I paid them for the first year out of pocket, about $1,300, and then when my Social Security kicked in I had the money deducted every month. It went on that way for years.

Last week I got the notice in the mail telling me that my benefit amount was being raised by some insignificant amount. The form also showed a breakdown of my benefit and any deductions therefrom. THERE WERE NO DEDUCTIONS LISTED. And sure enough, this month's direct deposit was in the exact amount of the new benefit. Like I mentioned, they had been taking out over one hundred dollars every month for years for Medicare, and during that time I have received mail from Medicare, and I possess a Medicare members card. On its own motion, the Social Security Administration dropped me from Medicare.

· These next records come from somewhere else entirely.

use super::{AnnotatedRecord, LabeledRecord};
use crate::{common::*, error::CurationError};

/// A pass over the records of one split.
pub type RecordStream = BoxStream<'static, Result<AnnotatedRecord>>;

/// A pass over labeled records.
pub type LabeledStream = BoxStream<'static, Result<LabeledRecord>>;

/// The dataset partitions.
#[derive(Debug, Clone, Copy, PartialEq, Eq, Hash, PartialOrd, Ord, Serialize, Deserialize)]
#[serde(rename_all = "snake_case")]
pub enum Split {
    Train,
    Validation,
    Test,
}

impl Split {
    pub const ALL: [Split; 3] = [Split::Train, Split::Validation, Split::Test];

    pub fn as_str(&self) -> &'static str {
        match self {
            Self::Train => "train",
            Self::Validation => "validation",
            Self::Test => "test",
        }
    }
}

impl fmt::Display for Split {
    fn fmt(&self, f: &mut fmt::Formatter<'_>) -> fmt::Result {
        write!(f, "{}", self.as_str())
    }
}

impl FromStr for Split {
    type Err = CurationError;

    fn from_str(text: &str) -> Result<Self, Self::Err> {
        Self::ALL
            .iter()
            .copied()
            .find(|split| split.as_str() == text)
            .ok_or_else(|| CurationError::config("split", format!("unknown split \"{}\"", text)))
    }
}

/// The provider of annotated records.
///
/// Each call to [stream](RecordSource::stream) starts an independent pass, so
/// the class balancer can read a split once per class.
pub trait RecordSource
where
    Self: Debug + Send + Sync,
{
    fn stream(&self, split: Split) -> Result<RecordStream>;
}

This is the level of consideration that we can expect from our government. That much is disturbing, but I quickly realized that I'm better off without it. I'll take the $1,300 every year, thank you, and I'll save it to pay for medical services over here. They'll be keeping the $6,000 that they essentially stole from me in the five years that they let me keep paying every month, but we can't let little things like that ruin our precious days. We've got bigger fish to fry.

Our Government In General

Nothing about Washington DC is recognizable when compared with the government that existed only sixty years ago. That was a smaller country, only 200,000,000 people or so, and everything moved at a much slower pace. Communications, transportation, everything. People got jobs and kept them, often for their entire lives. Almost everyone who was working had a policy of Blue Cross/Blue Shield medical insurance that covered all family members. If someone in your family was crazy, there was a government hospital for that. For my parents generation, the money that their parents received from Social Security was enough to live on. Cars, refrigerators, TVs, they were all made in America. Things were much tougher for black Americans, and if anyone among our family or friends was homosexual, we didn't know about it, but in general things were more cooperative and secure than they are today.

Now we live in a “you're on your own” nightmare. The difference is that equality has been replaced by liberty. Equality, paid for by fair employment practices and progressive taxes, has given way to a system in which the rich are at liberty to keep almost all of their money and corporations are at liberty to gouge workers as terribly as possible and reduce thereby their overhead. Every American is free to sign up for all of the medical insurance that he or she can afford, and if you can't afford any, well, then you don't have any. We still receive Social Security benefits, but it's not enough for anyone to live on. We get Medicare, but if you get sick enough the co-pays and the medicine will suck almost anyone's bank account dry in a couple of years, probably including the equity in your house, if you are lucky enough to have any. After that, it seems like the plan becomes, sell the house, move into an RV, and work until you die. I've noticed that more and more people are going to Mexico for affordable medical treatment. (You may be surprised to find out that the dentists and doctors are excellent in Mexico, and the quality of the care is very high.) More Americans, myself included, are choosing to live overseas.

Welcome to the 21st Century! If you're not living in a van and working seasonal jobs in Amazon warehouses, you're way ahead of the game.